*Exercise description:* Please restate the data word for word, leaving out no line.
_ _ _ _ _ _ _
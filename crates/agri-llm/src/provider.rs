//! Text provider trait definition

use crate::{EndpointCandidate, Result};
use async_trait::async_trait;

/// A successful remote answer
#[derive(Debug, Clone, PartialEq, Eq)]
pub struct Generation {
    /// Extracted answer text
    pub text: String,
    /// Endpoint that produced it
    pub endpoint: EndpointCandidate,
}

/// Trait for remote text generation backends
///
/// Implementations own their retry/fallback policy across endpoints and
/// report only the final outcome.
#[async_trait]
pub trait TextProvider: Send + Sync {
    /// Generate an answer for `prompt`
    ///
    /// # Arguments
    ///
    /// * `prompt` - The user's query, passed through unchanged
    ///
    /// # Returns
    ///
    /// The first successful generation, or an error when no endpoint answered
    async fn generate(&self, prompt: &str) -> Result<Generation>;

    /// Get the provider name
    fn name(&self) -> &str;
}
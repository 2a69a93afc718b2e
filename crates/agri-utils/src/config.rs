//! Application-level configuration

use serde::{Deserialize, Serialize};
use thiserror::Error;
use tracing::debug;

/// Errors raised while reading application configuration
#[derive(Debug, Error)]
pub enum ConfigError {
    #[error("Invalid value for {name}: {value}")]
    InvalidValue { name: String, value: String },
}

/// Main configuration structure
#[derive(Debug, Clone, Serialize, Deserialize)]
pub struct AppConfig {
    /// Application name
    pub app_name: String,
    /// Default log filter (overridden by `RUST_LOG`)
    pub log_level: String,
    /// Emit logs as JSON lines
    pub json_logs: bool,
}

impl Default for AppConfig {
    fn default() -> Self {
        Self {
            app_name: "agri-assist".to_string(),
            log_level: "info".to_string(),
            json_logs: false,
        }
    }
}

impl AppConfig {
    /// Load overrides from `AGRI_LOG_LEVEL` and `AGRI_LOG_JSON`
    pub fn from_env() -> Result<Self, ConfigError> {
        Self::from_lookup(|name| std::env::var(name).ok())
    }

    fn from_lookup(lookup: impl Fn(&str) -> Option<String>) -> Result<Self, ConfigError> {
        let mut config = Self::default();

        if let Some(level) = lookup("AGRI_LOG_LEVEL").filter(|l| !l.trim().is_empty()) {
            config.log_level = level;
        }

        if let Some(raw) = lookup("AGRI_LOG_JSON") {
            config.json_logs = parse_flag("AGRI_LOG_JSON", &raw)?;
        }

        debug!("App config: level={}, json={}", config.log_level, config.json_logs);

        Ok(config)
    }
}

fn parse_flag(name: &str, raw: &str) -> Result<bool, ConfigError> {
    match raw.trim().to_ascii_lowercase().as_str() {
        "1" | "true" | "yes" | "on" => Ok(true),
        "" | "0" | "false" | "no" | "off" => Ok(false),
        _ => Err(ConfigError::InvalidValue {
            name: name.to_string(),
            value: raw.to_string(),
        }),
    }
}
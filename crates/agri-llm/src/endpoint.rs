//! Endpoint candidates and credential handling

use std::fmt;
use url::Url;

pub const DEFAULT_API_BASE: &str = "https://generativelanguage.googleapis.com";
pub const DEFAULT_API_VERSIONS: &[&str] = &["v1beta2", "v1"];
pub const DEFAULT_MODELS: &[&str] = &["text-bison-001", "models/text-bison-001"];

/// Raw API keys carry this prefix; anything else is treated as an OAuth token
const API_KEY_PREFIX: &str = "AIza";

/// One (API version, model) pair to try
#[derive(Debug, Clone, PartialEq, Eq)]
pub struct EndpointCandidate {
    pub api_version: String,
    pub model: String,
}

impl EndpointCandidate {
    pub fn new(api_version: impl Into<String>, model: impl Into<String>) -> Self {
        Self {
            api_version: api_version.into(),
            model: model.into(),
        }
    }

    /// All pairs in priority order: versions outer, models inner
    pub fn cross_product(versions: &[String], models: &[String]) -> Vec<Self> {
        versions
            .iter()
            .flat_map(|version| models.iter().map(move |model| Self::new(version, model)))
            .collect()
    }

    /// Path of the generate method relative to the API base
    ///
    /// Model names that already carry a path segment (`models/...`) are used
    /// as-is; bare names are placed under `models/`.
    pub fn path(&self) -> String {
        if self.model.contains('/') {
            format!("{}/{}:generate", self.api_version, self.model)
        } else {
            format!("{}/models/{}:generate", self.api_version, self.model)
        }
    }

    /// Full URL of the generate method under `api_base`
    pub fn url(&self, api_base: &str) -> String {
        format!("{}/{}", api_base.trim_end_matches('/'), self.path())
    }
}

impl fmt::Display for EndpointCandidate {
    fn fmt(&self, f: &mut fmt::Formatter<'_>) -> fmt::Result {
        write!(f, "{}/{}", self.api_version, self.model)
    }
}

/// How the credential is attached to each request
#[derive(Clone, PartialEq, Eq)]
pub enum Credential {
    /// Raw API key, sent as the `key` query parameter
    ApiKey(String),
    /// Anything else, sent as `Authorization: Bearer <token>`
    Bearer(String),
}

impl Credential {
    pub fn from_raw(raw: impl Into<String>) -> Self {
        let raw = raw.into();
        if raw.starts_with(API_KEY_PREFIX) {
            Self::ApiKey(raw)
        } else {
            Self::Bearer(raw)
        }
    }

    /// Apply the credential to a request URL
    ///
    /// Returns the final URL and, for bearer tokens, the Authorization header
    /// value.
    pub fn authorize(&self, url: &str) -> Result<(String, Option<String>), url::ParseError> {
        match self {
            Self::ApiKey(key) => {
                let mut url = Url::parse(url)?;
                url.query_pairs_mut().append_pair("key", key);
                Ok((url.into(), None))
            }
            Self::Bearer(token) => Ok((url.to_string(), Some(format!("Bearer {token}")))),
        }
    }
}

// Keep secrets out of logs
impl fmt::Debug for Credential {
    fn fmt(&self, f: &mut fmt::Formatter<'_>) -> fmt::Result {
        match self {
            Self::ApiKey(_) => f.write_str("ApiKey(***)"),
            Self::Bearer(_) => f.write_str("Bearer(***)"),
        }
    }
}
_ _ _ _ _ _ _
*Task output:*
filename crates/agri-llm/src/provider.rs
//! Text provider trait definition

use crate::{EndpointCandidate, Result};
use async_trait::async_trait;

/// A successful remote answer
#[derive(Debug, Clone, PartialEq, Eq)]
pub struct Generation {
    /// Extracted answer text
    pub text: String,
    /// Endpoint that produced it
    pub endpoint: EndpointCandidate,
}

/// Trait for remote text generation backends
///
/// Implementations own their retry/fallback policy across endpoints and
/// report only the final outcome.
#[async_trait]
pub trait TextProvider: Send + Sync {
    /// Generate an answer for `prompt`
    ///
    /// # Arguments
    ///
    /// * `prompt` - The user's query, passed through unchanged
    ///
    /// # Returns
    ///
    /// The first successful generation, or an error when no endpoint answered
    async fn generate(&self, prompt: &str) -> Result<Generation>;

    /// Get the provider name
    fn name(&self) -> &str;
}
repository 2a69a93afc718b2e
filename crates/agri-utils/src/config.rs
//! Application-level configuration

use serde::{Deserialize, Serialize};
use thiserror::Error;
use tracing::debug;

/// Errors raised while reading application configuration
#[derive(Debug, Error)]
pub enum ConfigError {
    #[error("Invalid value for {name}: {value}")]
    InvalidValue { name: String, value: String },
}

/// Main configuration structure
#[derive(Debug, Clone, Serialize, Deserialize)]
pub struct AppConfig {
    /// Application name
    pub app_name: String,
    /// Default log filter (overridden by `RUST_LOG`)
    pub log_level: String,
    /// Emit logs as JSON lines
    pub json_logs: bool,
}

impl Default for AppConfig {
    fn default() -> Self {
        Self {
            app_name: "agri-assist".to_string(),
            log_level: "info".to_string(),
            json_logs: false,
        }
    }
}

impl AppConfig {
    /// Load overrides from `AGRI_LOG_LEVEL` and `AGRI_LOG_JSON`
    pub fn from_env() -> Result<Self, ConfigError> {
        Self::from_lookup(|name| std::env::var(name).ok())
    }

    fn from_lookup(lookup: impl Fn(&str) -> Option<String>) -> Result<Self, ConfigError> {
        let mut config = Self::default();

        if let Some(level) = lookup("AGRI_LOG_LEVEL").filter(|l| !l.trim().is_empty()) {
            config.log_level = level;
        }

        if let Some(raw) = lookup("AGRI_LOG_JSON") {
            config.json_logs = parse_flag("AGRI_LOG_JSON", &raw)?;
        }

        debug!("App config: level={}, json={}", config.log_level, config.json_logs);

        Ok(config)
    }
}

fn parse_flag(name: &str, raw: &str) -> Result<bool, ConfigError> {
    match raw.trim().to_ascii_lowercase().as_str() {
        "1" | "true" | "yes" | "on" => Ok(true),
        "" | "0" | "false" | "no" | "off" => Ok(false),
        _ => Err(ConfigError::InvalidValue {
            name: name.to_string(),
            value: raw.to_string(),
        }),
    }
}
filename crates/agri-llm/src/endpoint.rs
//! Endpoint candidates and credential handling

use std::fmt;
use url::Url;

pub const DEFAULT_API_BASE: &str = "https://generativelanguage.googleapis.com";
pub const DEFAULT_API_VERSIONS: &[&str] = &["v1beta2", "v1"];
pub const DEFAULT_MODELS: &[&str] = &["text-bison-001", "models/text-bison-001"];

/// Raw API keys carry this prefix; anything else is treated as an OAuth token
const API_KEY_PREFIX: &str = "AIza";

/// One (API version, model) pair to try
#[derive(Debug, Clone, PartialEq, Eq)]
pub struct EndpointCandidate {
    pub api_version: String,
    pub model: String,
}

impl EndpointCandidate {
    pub fn new(api_version: impl Into<String>, model: impl Into<String>) -> Self {
        Self {
            api_version: api_version.into(),
            model: model.into(),
        }
    }

    /// All pairs in priority order: versions outer, models inner
    pub fn cross_product(versions: &[String], models: &[String]) -> Vec<Self> {
        versions
            .iter()
            .flat_map(|version| models.iter().map(move |model| Self::new(version, model)))
            .collect()
    }

    /// Path of the generate method relative to the API base
    ///
    /// Model names that already carry a path segment (`models/...`) are used
    /// as-is; bare names are placed under `models/`.
    pub fn path(&self) -> String {
        if self.model.contains('/') {
            format!("{}/{}:generate", self.api_version, self.model)
        } else {
            format!("{}/models/{}:generate", self.api_version, self.model)
        }
    }

    /// Full URL of the generate method under `api_base`
    pub fn url(&self, api_base: &str) -> String {
        format!("{}/{}", api_base.trim_end_matches('/'), self.path())
    }
}

impl fmt::Display for EndpointCandidate {
    fn fmt(&self, f: &mut fmt::Formatter<'_>) -> fmt::Result {
        write!(f, "{}/{}", self.api_version, self.model)
    }
}

/// How the credential is attached to each request
#[derive(Clone, PartialEq, Eq)]
pub enum Credential {
    /// Raw API key, sent as the `key` query parameter
    ApiKey(String),
    /// Anything else, sent as `Authorization: Bearer <token>`
    Bearer(String),
}

impl Credential {
    pub fn from_raw(raw: impl Into<String>) -> Self {
        let raw = raw.into();
        if raw.starts_with(API_KEY_PREFIX) {
            Self::ApiKey(raw)
        } else {
            Self::Bearer(raw)
        }
    }

    /// Apply the credential to a request URL
    ///
    /// Returns the final URL and, for bearer tokens, the Authorization header
    /// value.
    pub fn authorize(&self, url: &str) -> Result<(String, Option<String>), url::ParseError> {
        match self {
            Self::ApiKey(key) => {
                let mut url = Url::parse(url)?;
                url.query_pairs_mut().append_pair("key", key);
                Ok((url.into(), None))
            }
            Self::Bearer(token) => Ok((url.to_string(), Some(format!("Bearer {token}")))),
        }
    }
}

// Keep secrets out of logs
impl fmt::Debug for Credential {
    fn fmt(&self, f: &mut fmt::Formatter<'_>) -> fmt::Result {
        match self {
            Self::ApiKey(_) => f.write_str("ApiKey(***)"),
            Self::Bearer(_) => f.write_str("Bearer(***)"),
        }
    }
}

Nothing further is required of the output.